Practice the 7 P's (Proper Prior Planning Prevents Piss-Poor Performance)
In all likelihood your shop is a garage that has a concrete floor. While bare concrete is just fine, some people paint their floors with concrete-adhering materials. Doing so makes cleanup of oily residue easier. Whether you have a painted surface or not, wipe up oil and fluid spills right away to avoid slipping. If you fall in your garage you're bound to hit something hard. Also, make sure your garage is properly lit and ventilated. Flourescent shop lamps are cheap and economical to run. If the shop is well insulated, put in an exhaust fan to pull out solvent, paint and gasoline fumes as well as dust.
Before using any tools on your classic car restoration project, be sure that you know how to use them and be familiar with their safety features.
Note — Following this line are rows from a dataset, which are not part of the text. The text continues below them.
#[derive(Debug, Clone, Copy, PartialEq, Eq)]
pub struct Rgba {
    pub r: u8,
    pub g: u8,
    pub b: u8,
    pub a: u8,
}

impl Rgba {
    pub const BLACK: Rgba = Rgba::opaque(0, 0, 0);
    pub const WHITE: Rgba = Rgba::opaque(255, 255, 255);

    pub const fn opaque(r: u8, g: u8, b: u8) -> Self {
        Self { r, g, b, a: 255 }
    }

    /// Components scaled to `0.0..=1.0` for cairo.
    pub fn to_f64(self) -> (f64, f64, f64, f64) {
        (
            self.r as f64 / 255.0,
            self.g as f64 / 255.0,
            self.b as f64 / 255.0,
            self.a as f64 / 255.0,
        )
    }
}

const NAMED: &[(&str, Rgba)] = &[
    ("black", Rgba::opaque(0, 0, 0)),
    ("white", Rgba::opaque(255, 255, 255)),
    ("red", Rgba::opaque(255, 0, 0)),
    ("green", Rgba::opaque(0, 128, 0)),
    ("lime", Rgba::opaque(0, 255, 0)),
    ("blue", Rgba::opaque(0, 0, 255)),
    ("yellow", Rgba::opaque(255, 255, 0)),
    ("cyan", Rgba::opaque(0, 255, 255)),
    ("magenta", Rgba::opaque(255, 0, 255)),
    ("gray", Rgba::opaque(128, 128, 128)),
    ("grey", Rgba::opaque(128, 128, 128)),
    ("silver", Rgba::opaque(192, 192, 192)),
    ("maroon", Rgba::opaque(128, 0, 0)),
    ("navy", Rgba::opaque(0, 0, 128)),
    ("purple", Rgba::opaque(128, 0, 128)),
    ("teal", Rgba::opaque(0, 128, 128)),
    ("olive", Rgba::opaque(128, 128, 0)),
    ("orange", Rgba::opaque(255, 165, 0)),
];

/// Parse `#RGB`, `#RRGGBB`, `#RRGGBBAA` (the `#` is optional) or a basic
/// colour name.
pub fn parse_colour(value: &str) -> Option<Rgba> {
    let value = value.trim().trim_matches(|c| c == '"' || c == '\'');
    if let Some((_, colour)) = NAMED.iter().find(|(name, _)| name.eq_ignore_ascii_case(value)) {
        return Some(*colour);
    }

    let hex = value.strip_prefix('#').unwrap_or(value);
    if !hex.chars().all(|c| c.is_ascii_hexdigit()) {
        return None;
    }
    let byte = |i: usize| u8::from_str_radix(&hex[i..i + 2], 16).ok();

    match hex.len() {
        3 => {
            // #abc is shorthand for #aabbcc
            let nibble = |i: usize| u8::from_str_radix(&hex[i..i + 1], 16).ok().map(|n| n * 17);
            Some(Rgba::opaque(nibble(0)?, nibble(1)?, nibble(2)?))
        }
        6 => Some(Rgba::opaque(byte(0)?, byte(2)?, byte(4)?)),
        8 => Some(Rgba {
            r: byte(0)?,
            g: byte(2)?,
            b: byte(4)?,
            a: byte(6)?,
        }),
        _ => None,
    }
}

#[cfg(test)]
mod tests {
    use super::*;

    #[test]
    fn test_hex_forms() {
        assert_eq!(parse_colour("#000000"), Some(Rgba::BLACK));
        assert_eq!(parse_colour("FFFFFF"), Some(Rgba::WHITE));
        assert_eq!(parse_colour("#fff"), Some(Rgba::WHITE));
        assert_eq!(parse_colour("#1a2b3c"), Some(Rgba::opaque(0x1a, 0x2b, 0x3c)));
        assert_eq!(
            parse_colour("#10203080"),
            Some(Rgba { r: 0x10, g: 0x20, b: 0x30, a: 0x80 })
        );
    }

    #[test]
    fn test_names_and_quotes() {
        assert_eq!(parse_colour("Black"), Some(Rgba::BLACK));
        assert_eq!(parse_colour("\"white\""), Some(Rgba::WHITE));
        assert_eq!(parse_colour("orange"), Some(Rgba::opaque(255, 165, 0)));
    }

    #[test]
    fn test_rejects_garbage() {
        assert_eq!(parse_colour(""), None);
        assert_eq!(parse_colour("#12345"), None);
        assert_eq!(parse_colour("#gggggg"), None);
        assert_eq!(parse_colour("chartreuse-ish"), None);
    }

    #[test]
    fn test_to_f64() {
        let (r, g, b, a) = Rgba::WHITE.to_f64();
        assert_eq!((r, g, b, a), (1.0, 1.0, 1.0, 1.0));
    }
}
More importantly, use your imagination to think about the possible ways a tool might harm you and take steps to guard against doing so. Tens of thousands go to emergency rooms each year with injuries sustained from nail guns, grinding wheels, wire brushes, power saws and torch/welder burns. Jack stands must be heavy-duty. Don't buy pressed-metal stands at discount parts stores. Over the years these stands have collapsed under heavy vehicles hundreds of times, injuring (and sometimes killing) many people.
There's an old saying, "People don't cut themselves with sharp knives, only dull ones." This is very true and extends beyond knives to screwdriver blades, chisels, saw blades, etc. Keeping these items sharp and properly shaped will prevent lots of injuries. Keep a first-aid kit nearby that contains bandages, antiseptic and tape. Also, it's a good idea to run a phone line into your shop or keep a cellular or portable phone with you.
When working with long sleeves keep them buttoned at the wrists or rolled up on the arm. Loose sleeve ends have an uncanny way of finding spinning objects (fans, grinding wheels, wire brush wheels, etc.) to wrap around. Don't work around the shop in shorts. It's the easiest way to get severely cut. Also, don't work in bare feet, or you can be certain to drop something heavy.
Work gloves and latex (medical exam) gloves are cheap and plentiful. Wear them to protect your hands from solvents, greases and hot items.
Gasoline, solvents, paints and torches or welders always present a fire danger. Keep a working fire extinquisher (or two) in the shop at all times. Also, if you have a garden hose reel (usually kept in the garage), turn on the water supply when working in the shop. It will come in handy if a fire starts.